In 1824, the four elder girls were admitted as pupils to Cowan Bridge School for the daughters of clergymen, where they were half starved amid the most insanitary surroundings. Helen Burns in "Jane Eyre" is as exact a transcript of Maria Brontë as Charlotte's wonderful power of representing character could give. In 1825 both Maria and Elizabeth died of consumption, and Charlotte was suddenly called from school into the responsibilities of the eldest sister in a motherless family.

At the end of the year, Charlotte and Emily returned home, where Branwell was being taught by his father, and their aunt, Miss Branwell, who acted as housekeeper, taught them what she could. An immense amount of manuscript dating from this period is in existence--tales, dramas, poems, romances, written principally by Charlotte, in a hand it is almost impossible to decipher without the aid of a magnifying glass. They make in the whole twenty-two volumes, each volume containing from sixty to a hundred pages, and all written in about fifteen months. The quality strikes me as of singular merit for a girl of thirteen or fourteen.
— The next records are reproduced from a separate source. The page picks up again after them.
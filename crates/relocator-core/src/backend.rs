//! Traits for the collaborators a relocation is coordinated against.

use std::future::Future;
use std::path::{Path, PathBuf};
use std::pin::Pin;

use crate::{PreferenceError, TransferError};

/// A boxed future for async trait methods.
pub type BoxFuture<'a, T> = Pin<Box<dyn Future<Output = T> + Send + 'a>>;

/// Store holding the configured root directory.
///
/// The coordinator only reads it; the transfer engine persists the new
/// value when a relocation succeeds.
pub trait PreferenceStore: Send + Sync {
    /// Current effective root directory.
    fn get(&self) -> Result<PathBuf, PreferenceError>;

    /// Persist a new root directory.
    fn set(&self, path: &Path) -> Result<(), PreferenceError>;

    /// Identifier used to invalidate cached reads of this preference.
    fn key(&self) -> &str;
}

/// Receives notifications that cached preference reads are stale.
pub trait CacheInvalidator: Send + Sync {
    /// Drop any cached value stored under `key`.
    fn invalidate(&self, key: &str);
}

/// Backend that moves and deletes root directories.
///
/// Progress for an outstanding `relocate` is pushed on the event channel,
/// not returned here.
pub trait TransferEngine: Send + Sync {
    /// Make `destination` the new root, copying the current contents first
    /// when `copy_existing` is set.
    fn relocate<'a>(
        &'a self,
        destination: &'a Path,
        copy_existing: bool,
    ) -> BoxFuture<'a, Result<(), TransferError>>;

    /// Delete a directory tree.
    fn delete<'a>(&'a self, path: &'a Path) -> BoxFuture<'a, Result<(), TransferError>>;
}
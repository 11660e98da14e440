//! Root directory relocation coordinator.
//!
//! A [`Coordinator`] walks one relocation at a time through its phases:
//! staging a destination, waiting for the user to confirm, handing the
//! transfer to the backend, recovering from failures and finally cleaning
//! up the old directory. Progress pushed by the backend is picked up by a
//! separate listener whose lifetime is tied to a [`Subscription`].
//!
//! # Example
//!
//! ```rust,no_run
//! # async fn demo(coordinator: relocator_coordinator::Coordinator,
//! #               events: tokio::sync::broadcast::Receiver<relocator_core::ChannelEvent>) {
//! let _subscription = coordinator.listen(events);
//!
//! coordinator.start("/mnt/storage/app-data").unwrap();
//! // ...ask the user whether to copy the existing contents...
//! coordinator.confirm(true).await.unwrap();
//!
//! if coordinator.snapshot().pending_delete_directory().is_some() {
//!     coordinator.clear_old_dir().await;
//! }
//! # }
//! ```

mod coordinator;
mod listener;

pub use coordinator::{CleanupOutcome, Coordinator};
pub use listener::Subscription;

// Re-export core types for convenience
pub use relocator_core::{
    RelocationError, RelocationRecord, TransferProgress, TransferState, TransferStateKind,
};
//! Core types and traits for relocator.
//!
//! This crate provides the data model of a root directory relocation
//! (the transfer state machine's record, progress samples and channel
//! events), the error types, the configuration, and the traits the
//! coordinator uses to reach its collaborators.

mod backend;
mod config;
mod error;
mod event;
mod state;

pub use backend::{BoxFuture, CacheInvalidator, PreferenceStore, TransferEngine};
pub use config::{RelocatorConfig, RelocatorConfigBuilder};
pub use error::{ConfigError, PreferenceError, RelocationError, TransferError};
pub use event::{ChannelEvent, ProgressPayload, PROGRESS_KIND};
pub use state::{PendingDelete, RelocationRecord, TransferProgress, TransferState, TransferStateKind};

/// Default buffer size for the relocation event channel.
pub const EVENT_CHANNEL_SIZE: usize = 100;
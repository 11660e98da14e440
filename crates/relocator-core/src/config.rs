//! Relocator configuration.

use std::path::{Path, PathBuf};

use derive_builder::Builder;
use serde::{Deserialize, Serialize};

use crate::{ConfigError, EVENT_CHANNEL_SIZE};

/// Configuration shared by the engine, the coordinator and the CLI.
#[derive(Debug, Clone, Builder, Serialize, Deserialize)]
#[builder(setter(into), build_fn(validate = "Self::validate"))]
pub struct RelocatorConfig {
    /// TOML file holding the root directory preference.
    #[builder(default = "default_settings_path()")]
    #[serde(default = "default_settings_path")]
    pub settings_path: PathBuf,

    /// Root directory used when none has been stored yet.
    #[builder(default = "default_root()")]
    #[serde(default = "default_root")]
    pub default_root: PathBuf,

    /// Name of the push channel carrying progress events.
    #[builder(default = "default_channel_name()")]
    #[serde(default = "default_channel_name")]
    pub channel_name: String,

    /// Buffer size of the push channel.
    #[builder(default = "EVENT_CHANNEL_SIZE")]
    #[serde(default = "default_channel_capacity")]
    pub channel_capacity: usize,

    /// Key identifying the root directory preference for cache invalidation.
    #[builder(default = "default_preference_key()")]
    #[serde(default = "default_preference_key")]
    pub preference_key: String,

    /// Move old directories to the trash instead of deleting them.
    #[builder(default = "false")]
    #[serde(default)]
    pub use_trash: bool,

    /// Refuse to relocate into a directory that already holds files.
    #[builder(default = "true")]
    #[serde(default = "default_true")]
    pub require_empty_destination: bool,
}

fn app_dir(base: Option<PathBuf>) -> PathBuf {
    base.unwrap_or_else(|| PathBuf::from(".")).join("relocator")
}

fn default_settings_path() -> PathBuf {
    app_dir(dirs::config_dir()).join("settings.toml")
}

fn default_root() -> PathBuf {
    app_dir(dirs::data_dir())
}

fn default_channel_name() -> String {
    "relocation".to_string()
}

fn default_channel_capacity() -> usize {
    EVENT_CHANNEL_SIZE
}

fn default_preference_key() -> String {
    "root_directory".to_string()
}

fn default_true() -> bool {
    true
}

impl RelocatorConfigBuilder {
    fn validate(&self) -> Result<(), String> {
        if self.channel_capacity == Some(0) {
            return Err("Channel capacity must be greater than zero".to_string());
        }
        if self.channel_name.as_ref().is_some_and(|n| n.is_empty()) {
            return Err("Channel name cannot be empty".to_string());
        }
        if self.preference_key.as_ref().is_some_and(|k| k.is_empty()) {
            return Err("Preference key cannot be empty".to_string());
        }
        Ok(())
    }
}

impl RelocatorConfig {
    /// Create a new config builder.
    pub fn builder() -> RelocatorConfigBuilder {
        RelocatorConfigBuilder::default()
    }

    /// Default location of the config file.
    pub fn config_path() -> PathBuf {
        app_dir(dirs::config_dir()).join("config.toml")
    }

    /// Load the config from the default location.
    pub fn load_default() -> Result<Self, ConfigError> {
        Self::load(&Self::config_path())
    }

    /// Load the config from `path`, or return defaults if it does not exist.
    pub fn load(path: &Path) -> Result<Self, ConfigError> {
        let content = match std::fs::read_to_string(path) {
            Ok(content) => content,
            Err(e) if e.kind() == std::io::ErrorKind::NotFound => return Ok(Self::default()),
            Err(source) => {
                return Err(ConfigError::Io {
                    path: path.to_path_buf(),
                    source,
                });
            }
        };

        let config: Self = toml::from_str(&content).map_err(|source| ConfigError::Parse {
            path: path.to_path_buf(),
            source,
        })?;
        config.validate()?;
        Ok(config)
    }

    /// Check values that serde defaults cannot guard.
    pub fn validate(&self) -> Result<(), ConfigError> {
        let invalid = |message: &str| {
            Err(ConfigError::Invalid {
                message: message.to_string(),
            })
        };

        if self.channel_capacity == 0 {
            return invalid("channel_capacity must be greater than zero");
        }
        if self.channel_name.is_empty() {
            return invalid("channel_name cannot be empty");
        }
        if self.preference_key.is_empty() {
            return invalid("preference_key cannot be empty");
        }
        Ok(())
    }
}

impl Default for RelocatorConfig {
    fn default() -> Self {
        Self {
            settings_path: default_settings_path(),
            default_root: default_root(),
            channel_name: default_channel_name(),
            channel_capacity: EVENT_CHANNEL_SIZE,
            preference_key: default_preference_key(),
            use_trash: false,
            require_empty_destination: true,
        }
    }
}
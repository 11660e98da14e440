//! Scriptable collaborators for coordinator tests.

#![allow(dead_code)]

use std::collections::VecDeque;
use std::path::{Path, PathBuf};
use std::sync::{Arc, Mutex};

use relocator_core::{
    BoxFuture, CacheInvalidator, PreferenceError, PreferenceStore, TransferEngine, TransferError,
};
use relocator_coordinator::Coordinator;
use tokio::sync::Notify;

pub struct MockStore {
    root: Mutex<Option<PathBuf>>,
}

impl MockStore {
    pub fn new(root: &str) -> Self {
        Self {
            root: Mutex::new(Some(PathBuf::from(root))),
        }
    }

    /// A store whose reads fail.
    pub fn broken() -> Self {
        Self {
            root: Mutex::new(None),
        }
    }
}

impl PreferenceStore for MockStore {
    fn get(&self) -> Result<PathBuf, PreferenceError> {
        self.root
            .lock()
            .unwrap()
            .clone()
            .ok_or_else(|| PreferenceError::Missing {
                key: self.key().to_string(),
            })
    }

    fn set(&self, path: &Path) -> Result<(), PreferenceError> {
        *self.root.lock().unwrap() = Some(path.to_path_buf());
        Ok(())
    }

    fn key(&self) -> &str {
        "root_directory"
    }
}

#[derive(Default)]
pub struct MockInvalidator {
    pub keys: Mutex<Vec<String>>,
}

impl CacheInvalidator for MockInvalidator {
    fn invalidate(&self, key: &str) {
        self.keys.lock().unwrap().push(key.to_string());
    }
}

/// Scripted outcome of one engine call.
pub enum Step {
    Succeed,
    Fail(&'static str),
    /// Wait for the gate, then resolve with the inner outcome.
    Gated(Arc<Notify>, Result<(), &'static str>),
}

#[derive(Default)]
pub struct MockEngine {
    pub relocations: Mutex<Vec<(PathBuf, bool)>>,
    pub deletions: Mutex<Vec<PathBuf>>,
    relocate_script: Mutex<VecDeque<Step>>,
    delete_script: Mutex<VecDeque<Step>>,
}

impl MockEngine {
    pub fn script_relocate(&self, step: Step) {
        self.relocate_script.lock().unwrap().push_back(step);
    }

    pub fn script_delete(&self, step: Step) {
        self.delete_script.lock().unwrap().push_back(step);
    }

    pub fn relocation_count(&self) -> usize {
        self.relocations.lock().unwrap().len()
    }

    pub fn deletion_count(&self) -> usize {
        self.deletions.lock().unwrap().len()
    }
}

async fn run_step(step: Option<Step>) -> Result<(), TransferError> {
    let outcome = match step.unwrap_or(Step::Succeed) {
        Step::Succeed => Ok(()),
        Step::Fail(message) => Err(message),
        Step::Gated(gate, outcome) => {
            gate.notified().await;
            outcome
        }
    };
    outcome.map_err(TransferError::other)
}

impl TransferEngine for MockEngine {
    fn relocate<'a>(
        &'a self,
        destination: &'a Path,
        copy_existing: bool,
    ) -> BoxFuture<'a, Result<(), TransferError>> {
        self.relocations
            .lock()
            .unwrap()
            .push((destination.to_path_buf(), copy_existing));
        let step = self.relocate_script.lock().unwrap().pop_front();
        Box::pin(run_step(step))
    }

    fn delete<'a>(&'a self, path: &'a Path) -> BoxFuture<'a, Result<(), TransferError>> {
        self.deletions.lock().unwrap().push(path.to_path_buf());
        let step = self.delete_script.lock().unwrap().pop_front();
        Box::pin(run_step(step))
    }
}

pub struct Harness {
    pub coordinator: Coordinator,
    pub store: Arc<MockStore>,
    pub invalidator: Arc<MockInvalidator>,
    pub engine: Arc<MockEngine>,
}

impl Harness {
    /// Coordinator whose current root is `/d1`.
    pub fn new() -> Self {
        Self::with_store(MockStore::new("/d1"))
    }

    pub fn with_store(store: MockStore) -> Self {
        let store = Arc::new(store);
        let invalidator = Arc::new(MockInvalidator::default());
        let engine = Arc::new(MockEngine::default());
        let coordinator = Coordinator::new(store.clone(), invalidator.clone(), engine.clone());
        Self {
            coordinator,
            store,
            invalidator,
            engine,
        }
    }
}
II.--Girlhood of Charlotte Bronte

In 1831, Charlotte Brontë was a quiet, thoughtful girl, nearly fifteen years of age, very small in figure--stunted was the word she applied to herself--fragile, with soft, thick, brown hair, and peculiar eyes. They were large and well shaped, their colour a reddish brown, and if the iris was closely examined, it appeared to be composed of a great variety of tints. The usual expression was of quiet, listening intelligence, but now and then, on some just occasion for vivid interest or wholesome indignation, a light would shine out as if some spiritual lamp had been kindled which glowed behind those expressive orbs. I never saw the like in any other human creature. The rest of her features were plain, large, and ill-set; but you were hardly aware of the fact, for the eyes and power of the countenance overbalanced every physical defect. The crooked mouth and the large nose were forgotten, and the whole face arrested the attention, and presently attracted all those whom she would herself have cared to attract. Her hands and feet were the smallest I ever saw; when one of her hands was placed in mine it was like the soft touch of a bird in the middle of my palm.
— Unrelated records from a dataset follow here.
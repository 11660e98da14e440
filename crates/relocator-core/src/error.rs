//! Error types for relocation operations.

use std::path::PathBuf;

use thiserror::Error;

/// Errors surfaced to callers of the relocation coordinator.
///
/// Backend failures are not reported here: they become state transitions.
#[derive(Debug, Error, PartialEq, Eq)]
pub enum RelocationError {
    /// `confirm` was called without a staged destination.
    #[error("No destination staged")]
    NoDestinationStaged,

    /// `start` was called while a relocation is running.
    #[error("A relocation to {target} is already in progress")]
    TransferInFlight { target: PathBuf },
}

/// Errors reported by a transfer engine.
#[derive(Debug, Error)]
pub enum TransferError {
    /// The destination cannot be used as a root directory.
    #[error("Invalid destination {path}: {message}")]
    InvalidDestination { path: PathBuf, message: String },

    /// The destination already holds files.
    #[error("Destination is not empty: {path}")]
    DestinationNotEmpty { path: PathBuf },

    /// Permission denied for a path.
    #[error("Permission denied: {path}")]
    PermissionDenied { path: PathBuf },

    /// Generic I/O error.
    #[error("I/O error at {path}: {source}")]
    Io {
        path: PathBuf,
        #[source]
        source: std::io::Error,
    },

    /// Reading or persisting the root directory preference failed.
    #[error(transparent)]
    Preference(#[from] PreferenceError),

    /// A blocking task panicked or was cancelled.
    #[error("Task failed: {message}")]
    Task { message: String },

    /// Other error.
    #[error("{message}")]
    Other { message: String },
}

impl TransferError {
    /// Create an I/O error with path context.
    pub fn io(path: impl Into<PathBuf>, source: std::io::Error) -> Self {
        let path = path.into();
        match source.kind() {
            std::io::ErrorKind::PermissionDenied => Self::PermissionDenied { path },
            _ => Self::Io { path, source },
        }
    }

    /// Create an invalid destination error.
    pub fn invalid_destination(path: impl Into<PathBuf>, message: impl Into<String>) -> Self {
        Self::InvalidDestination {
            path: path.into(),
            message: message.into(),
        }
    }

    /// Create an error from a free-form message.
    pub fn other(message: impl Into<String>) -> Self {
        Self::Other {
            message: message.into(),
        }
    }
}

/// Errors from the root directory preference store.
#[derive(Debug, Error)]
pub enum PreferenceError {
    /// The settings file could not be read or written.
    #[error("Settings I/O error at {path}: {source}")]
    Io {
        path: PathBuf,
        #[source]
        source: std::io::Error,
    },

    /// The settings file is not valid TOML.
    #[error("Invalid settings file {path}: {source}")]
    Parse {
        path: PathBuf,
        #[source]
        source: toml::de::Error,
    },

    /// The settings could not be serialized.
    #[error("Failed to serialize settings: {0}")]
    Serialize(#[from] toml::ser::Error),

    /// The preference has no value and no default.
    #[error("Preference not set: {key}")]
    Missing { key: String },
}

/// Errors while loading configuration.
#[derive(Debug, Error)]
pub enum ConfigError {
    /// The config file could not be read.
    #[error("Failed to read config {path}: {source}")]
    Io {
        path: PathBuf,
        #[source]
        source: std::io::Error,
    },

    /// The config file is not valid TOML.
    #[error("Invalid config {path}: {source}")]
    Parse {
        path: PathBuf,
        #[source]
        source: toml::de::Error,
    },

    /// The config values are inconsistent.
    #[error("Invalid configuration: {message}")]
    Invalid { message: String },
}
In January, 1831, Charlotte was sent to school again, this time as a pupil of Miss Wooler, who lived at Roe Head, between Leeds and Huddersfield, the surroundings being those described in "Shirley." The kind motherly nature of Miss Wooler, and the small number of the girls, made the establishment more like a private family than a school. Here Charlotte formed friendships with Miss Wooler and girls attending the school--particularly Ellen Nussey and Mary Taylor--which lasted through life.

Writing of Charlotte at this time "Mary" says the other girls "thought her very ignorant, for she had never learned grammar at all, and very little geography, but she would confound us by knowing things that were out of our range altogether. She said she had never played, and could not play. She used to draw much better and more quickly than we had seen before, and knew much about celebrated pictures and painters. She made poetry and drawing very interesting to me, and then I got the habit I have yet of referring mentally to her opinion all matters of that kind, resolving to describe such and such things to her, until I start at the recollection that I never shall."

This tribute to her influence was written eleven years after Mary had seen Charlotte, nearly all those years having been passed by Mary at the Antipodes.

"Her idea of self improvement," continues Mary, "was to cultivate her tastes. She always said there was enough of useful knowledge forced on us by necessity, and that the thing most needed was to soften and refine our minds, and she picked up every scrap of information concerning painting, sculpture and music, as if it were gold."

In spite of her unsociable habits, she was a favourite with her schoolfellows, and an invaluable story-teller, frightening them almost out of their lives as they lay in bed.